'The Ring 2' fails to scare, brings unintended laughs instead

However, as most horror films turn out, once you’ve actually seen them, they ultimately fail to meet all expectations of a quality scary movie; in other words, the previews for horror films are usually better than the actual movie because it’s easier to startle an audience for a few minutes than for an entire hour and a half. The best horror films are rare and completely unpredictable and lack unrealistic, cheesy characters and plot. Unfortunately, “The Ring 2” falls under the former category, but it is not a complete waste of time. But spending over five dollars on a movie ticket is a complete waste of money. I recommend waiting until it comes out on video.

“The Ring 2” takes place six months after the original movie. Rachel Keller (Naomi Watts) and her son Aidan (David Dorfman) have escaped the videotape and its bizarre ability to ensure death one week after watching it, and have moved from Seattle to a sleepy town on the coast of Oregon. The opening scene of this movie is almost a carbon copy of the original. Two high school kids are hanging out, and one mysteriously dies from having watched the tape exactly one week prior. Samara, the evil ghost child who is the cause of all of the deaths in both movies, finds Rachel and Aidan and wants revenge. Samara possesses Aidan, who becomes bruised from the struggles and appears to be hypothermic; however, his temperature is only 90 degrees because of the dead Samara’s recent possession. Rachel is not only accused of child abuse, but must go “full circle” in order to get rid of Samara and get Aidan back. Rachel’s “full circle” venture is the heart of the plot and even includes an encounter with Samara inside the tape and another with Samara’s mother at a mental institution.

Perhaps the most crucial elements of a successful horror movie are good acting and special effects. The acting here is unconvincing, and most of the acting techniques and special effects seem to come from other, more successful, horror or fantasy movies. For example, Dorfman’s characterization of Aidan resembles the brilliant and extremely creepy performance of Haley Joel Osment as the child who sees dead people in “The Sixth Sense.” Osment’s haunting voice in his famous line, “I see dead people,” is definitely echoed in Dorfman’s voice when he asks his mother to drown him. In fact, the only chance the actors in “The Ring 2” have of receiving more work in the acting industry will be to wait until the casting of “The Ring 3.”
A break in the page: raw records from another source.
fn font_file_stem(path: &Path) -> Option<String> {
    let ext = path.extension()?.to_str()?.to_ascii_lowercase();
    if ext != "ttf" && ext != "otf" {
        return None;
    }
    Some(path.file_stem()?.to_str()?.to_ascii_lowercase())
}

/// Map text to WinAnsi codes; unmappable characters become `?`
pub fn encode_win_ansi(text: &str) -> Vec<u8> {
    text.chars()
        .map(|c| match c {
            ' '..='~' => c as u8,
            '\u{A0}'..='\u{FF}' => c as u32 as u8,
            _ => WIN_ANSI_EXTRAS
                .iter()
                .find(|(ch, _)| *ch == c)
                .map(|(_, code)| *code)
                .unwrap_or(b'?'),
        })
        .collect()
}

/// Glyphs drawn with one embedded face, keyed by glyph id
pub(crate) type GlyphUsage = BTreeMap<u16, ShapedGlyph>;

/// Simple Type1 font dictionary for a standard face
pub(crate) fn standard_font_dictionary(font: StandardFont) -> Dictionary {
    let mut dict = Dictionary::new();
    dict.set("Type", Object::Name(b"Font".to_vec()));
    dict.set("Subtype", Object::Name(b"Type1".to_vec()));
    dict.set("BaseFont", Object::Name(font.base_font().as_bytes().to_vec()));
    dict.set("Encoding", Object::Name(b"WinAnsiEncoding".to_vec()));
    dict
}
As for the special effects, the only truly impressive scene occurs when Samara appears to morph into a kind of frog with unattached limbs that rotate 180 degrees as she quickly climbs up a well after Rachel with the ease of Spider-Man and the ferocity of a pissed-off cat. In this scene Samara is very similar to one of the unearthly creatures in “The Lord of the Rings” that scale jagged rocks without any trouble or hesitation. However, instead of having the intended effect of scaring the audience, most people either looked very confused or said out loud, “What the … ?”

The best indicator that this was an unsuccessful horror movie is not just my reaction to the film, but the reaction I noticed from the entire crowd at the theater. Everyone chuckled when they predicted something scary was about to happen, and some people even roared with laughter during the extremely dramatic scenes that attempted to be surprising but were at best shocking or merely grotesque. There were only occasional gasps-and they were mostly mine (sadly, I’m one of the biggest ninnies about scary movies).